То, что ребенок был доволен новым окружением, позволило Дейзи в первые несколько дней набросать целую серию новых эскизов, черпая вдохновение из сохранившихся рисунков на некоторых стенах и трудно различимых набросков, пролежавших нетронутыми несколько десятилетий. Она попробовала расспросить о них миссис Бернард, заинтересовавшись, кто их туда поместил, но пожилая женщина лишь сказала, что не знает, что они всегда там лежали и что, когда один друг ее дочери увидел их еще ребенком и разрисовал стены, она ему поддала как следует ручкой от швабры.
Миссис Бернард приходила каждый день. Дейзи по-прежнему не понимала почему: она явно не испытывала удовольствия от общения с Дейзи и в большинстве случаев пренебрежительно фыркала, услышав об очередной ее идее.
– Не знаю, зачем вы мне это говорите, – один раз бросила она, когда Дейзи явно расстроила ее реакция.
– Потому что это был ваш дом, – осторожно предположила Дейзи.
– А теперь он принадлежит другому. Нечего заглядывать в прошлое. Если знаете, что хотите с ним сделать, то просто действуйте. Вам не нужно мое одобрение.
Дейзи заподозрила, что миссис Бернард не хотела казаться такой недружелюбной, это получилось не намеренно.
Ее притягивала, скорее всего, малышка Элли. Каждый раз миссис Бернард приближалась к девочке робко, почти с опаской, словно ожидая услышать, что заниматься ребенком – не ее дело. Но потом, косясь на Дейзи, она брала Элли на руки, постепенно приобретая уверенность, и начинала носить ее по комнатам, показывая ей разные предметы, разговаривая с ней как с десятилетней и радуясь любой реакции малышки. А потом вдруг заявляла, даже с намеком на вызов: «Ей нравится смотреть на сосны» или «Ее любимый цвет – голубой». Дейзи не возражала: она была благодарна женщине за то, что та присматривает за ребенком, поскольку это давало ей возможность сосредоточиться на проекте. Она давно поняла, что пытаться отремонтировать это здание, когда на тебе висят заботы о пятимесячном младенце, почти невозможно.
Миссис Бернард практически ничего не рассказывала о своей причастности к истории дома, и, хотя Дейзи испытывала неугасающее любопытство, что-то в этой женщине не позволяло подступиться к ней с расспросами.

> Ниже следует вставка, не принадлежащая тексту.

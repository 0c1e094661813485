//! Human-oriented breakdown of a finished recommendation.

use std::collections::BTreeMap;

use exreco_catalog::{Difficulty, ExerciseCatalog, ExerciseId, SkillTag, WeaknessProfile};
use serde::Serialize;

use crate::recommender::RecommendationResult;

/// Mean difficulty below which more demanding work is suggested.
pub const EASY_SKEW_THRESHOLD: f32 = 0.3;
/// Mean difficulty above which consolidating basics is suggested.
pub const HARD_SKEW_THRESHOLD: f32 = 0.7;
/// Coverage under which a weak skill is called out.
pub const LOW_COVERAGE_THRESHOLD: f32 = 0.7;
/// Largest recommendation that still fits a single short daily session.
pub const SHORT_SESSION_EXERCISES: usize = 3;

#[derive(Debug, Clone, PartialEq, Serialize)]
pub struct ExerciseDetail {
    pub id: ExerciseId,
    pub name: String,
    pub skill: SkillTag,
    pub difficulty: Difficulty,
    pub utility: f32,
}

/// How well one skill is represented in the recommendation.
#[derive(Debug, Clone, PartialEq, Serialize)]
pub struct SkillBalance {
    pub skill: SkillTag,
    pub severity: f32,
    /// Recommended exercises targeting the skill.
    pub count: usize,
    /// Share of the skill's expected slots that were filled, in [0, 1].
    pub coverage: f32,
}

#[derive(Debug, Clone, PartialEq, Serialize, derive_more::Display)]
#[serde(tag = "kind", rename_all = "snake_case")]
pub enum Advice {
    #[display("mostly easy exercises (mean difficulty {mean_difficulty:.2}), add harder work")]
    AddHarderExercises { mean_difficulty: f32 },
    #[display("mostly hard exercises (mean difficulty {mean_difficulty:.2}), consolidate basics")]
    ConsolidateBasics { mean_difficulty: f32 },
    #[display("weak skill {skill} is under-covered ({:.0}%)", coverage * 100.0)]
    FocusSkill { skill: SkillTag, coverage: f32 },
    #[display("short daily sessions covering all {exercises} exercises")]
    DailyShortSessions { exercises: usize },
    #[display("split the {exercises} exercises into {sessions} sessions of 2-3 exercises")]
    SplitSessions { exercises: usize, sessions: usize },
}

#[derive(Debug, Clone, PartialEq, Serialize)]
pub struct RecommendationAnalysis {
    pub exercises: Vec<ExerciseDetail>,
    /// Skills in the profile or the recommendation, most severe first.
    pub skill_balance: Vec<SkillBalance>,
    /// Mean difficulty with easy = 0, medium = 0.5, hard = 1.
    pub mean_difficulty: f32,
    pub advice: Vec<Advice>,
}

impl RecommendationAnalysis {
    #[expect(clippy::cast_precision_loss)]
    #[must_use]
    pub fn analyze(
        result: &RecommendationResult,
        catalog: &ExerciseCatalog,
        profile: &WeaknessProfile,
    ) -> Self {
        let exercises = result
            .exercises
            .iter()
            .filter_map(|id| catalog.get(*id))
            .map(|e| ExerciseDetail {
                id: e.id,
                name: e.display_name(),
                skill: e.skill.clone(),
                difficulty: e.difficulty,
                utility: e.utility,
            })
            .collect::<Vec<_>>();

        let mut counts = profile
            .iter()
            .map(|(skill, _)| (skill.clone(), 0))
            .collect::<BTreeMap<_, usize>>();
        for detail in &exercises {
            *counts.entry(detail.skill.clone()).or_default() += 1;
        }

        let slots = result.exercises.len() as f32;
        let total_severity = profile.total_severity();
        let mut skill_balance = counts
            .into_iter()
            .map(|(skill, count)| {
                let severity = profile.severity(&skill);
                let coverage = if severity <= 0.0 || total_severity <= 0.0 {
                    1.0
                } else {
                    let expected = severity / total_severity * slots;
                    (count as f32 / expected).min(1.0)
                };
                SkillBalance {
                    skill,
                    severity,
                    count,
                    coverage,
                }
            })
            .collect::<Vec<_>>();
        skill_balance.sort_by(|a, b| {
            b.severity
                .total_cmp(&a.severity)
                .then_with(|| a.skill.cmp(&b.skill))
        });

        let mean_difficulty = if exercises.is_empty() {
            0.0
        } else {
            exercises
                .iter()
                .map(|e| difficulty_score(e.difficulty))
                .sum::<f32>()
                / exercises.len() as f32
        };

        let mut advice = Vec::new();
        if !exercises.is_empty() {
            if mean_difficulty < EASY_SKEW_THRESHOLD {
                advice.push(Advice::AddHarderExercises { mean_difficulty });
            } else if mean_difficulty > HARD_SKEW_THRESHOLD {
                advice.push(Advice::ConsolidateBasics { mean_difficulty });
            }
        }
        if let Some(least) = skill_balance
            .iter()
            .filter(|b| b.severity > 0.0 && b.coverage < LOW_COVERAGE_THRESHOLD)
            .min_by(|a, b| a.coverage.total_cmp(&b.coverage))
        {
            advice.push(Advice::FocusSkill {
                skill: least.skill.clone(),
                coverage: least.coverage,
            });
        }
        let n = exercises.len();
        if n <= SHORT_SESSION_EXERCISES {
            advice.push(Advice::DailyShortSessions { exercises: n });
        } else {
            advice.push(Advice::SplitSessions {
                exercises: n,
                sessions: n.div_ceil(SHORT_SESSION_EXERCISES),
            });
        }

        Self {
            exercises,
            skill_balance,
            mean_difficulty,
            advice,
        }
    }
}

fn difficulty_score(difficulty: Difficulty) -> f32 {
    match difficulty {
        Difficulty::Easy => 0.0,
        Difficulty::Medium => 0.5,
        Difficulty::Hard => 1.0,
    }
}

Во время разговоров бывшая хозяйка немногословно поведала, что всегда владела этим домом, что ее муж никогда сюда не приходил и что причина, по которой в самой большой спальне до сих пор стояли кровать и комод, заключалась в том, что она ее использовала как убежище почти всю свою замужнюю жизнь. Больше о своей семье она не говорила. Дейзи тоже ничего не стала рассказывать. Они существовали в непрочном перемирии, Дейзи была благодарна миссис Бернард за ее интерес к Элли, хотя чувствовала скрытое неодобрение ее собственной ситуации и планов переделки дома. Она ощущала себя почти как будущая невестка, которая непонятно почему не совсем устраивала свекровь.